Als Ben seinen Motorradhelm auf den Schreibtisch legte uns sich in den Stuhl gegenüber Tristans Stuhl setzte, seufzte er und schloss die Augen. Tristan hatte ein ungutes Gefühl, ein verflucht ungutes Gefühl.

„Bitte, Ben. Spann mich nicht auf die Folter. Was ist los?“

„Monstralé ist tot.“

Eiswasser hätte nicht wirkungsvoller sein können. Tristan keuchte auf und sah Ben erschrocken an. „Wie? Durch den Unfall?“

Ben schüttelte den Kopf. „Es war kein Unfall. Wie ich inzwischen weiß hat Mon­stralé den anderen Fiesta-Fahrer geschnitten, zum Halten gezwungen und ihn verprü­gelt. Erst als die Polizei in der Nacht zu Montag eintraf und die Sache klärte, erkannte Monstralé, dass der junge Mann nicht sein Einbrecher war. Jedenfalls ist er unver­sehrt in dieser Nacht wieder nach Hause gefahren. Mit einer Anzeige wegen grob fahrlässigen Eingriffs im Straßenverkehr und Körperverletzung. Aber das ist eigent­lich unwichtig.

Heute Morgen rief mich Rupert an. Er hat über interne Verbindungen mitbekommen, dass auf einem Gestüt am Rande Potsdams ein Blutbad unter den Bewohnern ange­richtet worden war. Da sind bei mir sofort sämtliche Antennen hochgefahren und ich bin dahin. Es ist tatsächlich Monstralé. Und einige seiner Angestellten, Männer wie Frauen.“

Tristan hatte eine Ahnung, aber er hoffte, dass er sich irrte. „Wie?“

„Der Pathologe vor Ort wählte den Terminus `zerfleischt´, Tristan. Ich habe mir Monstralés Leiche angesehen. Ihn hatte es am schlimmsten erwischt. Er war ausge­saugt.“

Tristans Befürchtung bewahrheitete sich. Er schloss die Augen für einen Moment und atmete tief durch. „Hat ein Sterblicher am Tatort irgendwelche Fragen gestellt? Wa­rum du da bist?“

Ben zuckte die Schulter. „Ich habe bei jedem einzelnen die Erinnerung an mich gelöscht und die entsprechenden Digitalfotos auch. Es ist zu 99% unwahrscheinlich, dass sich irgendjemand an mich erinnert oder etwas auf mich hinweist.“

Tristan nickte. Er wusste, dass Ben gründlich vorging. Zu lange arbeitete er schon als Polizist, hatte genug Erfahrung im Manipulieren von Beweisstücken.

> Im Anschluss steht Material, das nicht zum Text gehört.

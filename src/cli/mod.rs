pub mod args;
pub mod commands;

pub use args::{Cli, Commands, OutputFormat};
pub use commands::run;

Auch wenn es gelegentlich vielleicht unmoralisch war, aber es schützte schließlich sein Volk, seine Art.

„Hast du dem Konzil schon Bescheid gegeben?“

„Nein. Ich wollte erst mit dir darüber reden. Und du solltest Leilani nichts sagen!“

`Lüge mich niemals an. Egal, wie sehr die Wahrheit mir auch weh tun wird. Oder ob du mich mit einer Lüge schützen willst. Tu es nicht! ´

Tristan schüttelte den Kopf. „Nein, Ben. Ich habe ihr geschworen, sie nie anzulügen. Ich fange gar nicht erst damit an.“

 

„Aber du lügst sie doch nicht an. Du verheimlichst ihr etwas!“

Tristan sah Ben vorwurfsvoll an. „Das ist das Gleiche, Ben!“ Er machte seinen Com­puter an und starrte aus dem Fenster.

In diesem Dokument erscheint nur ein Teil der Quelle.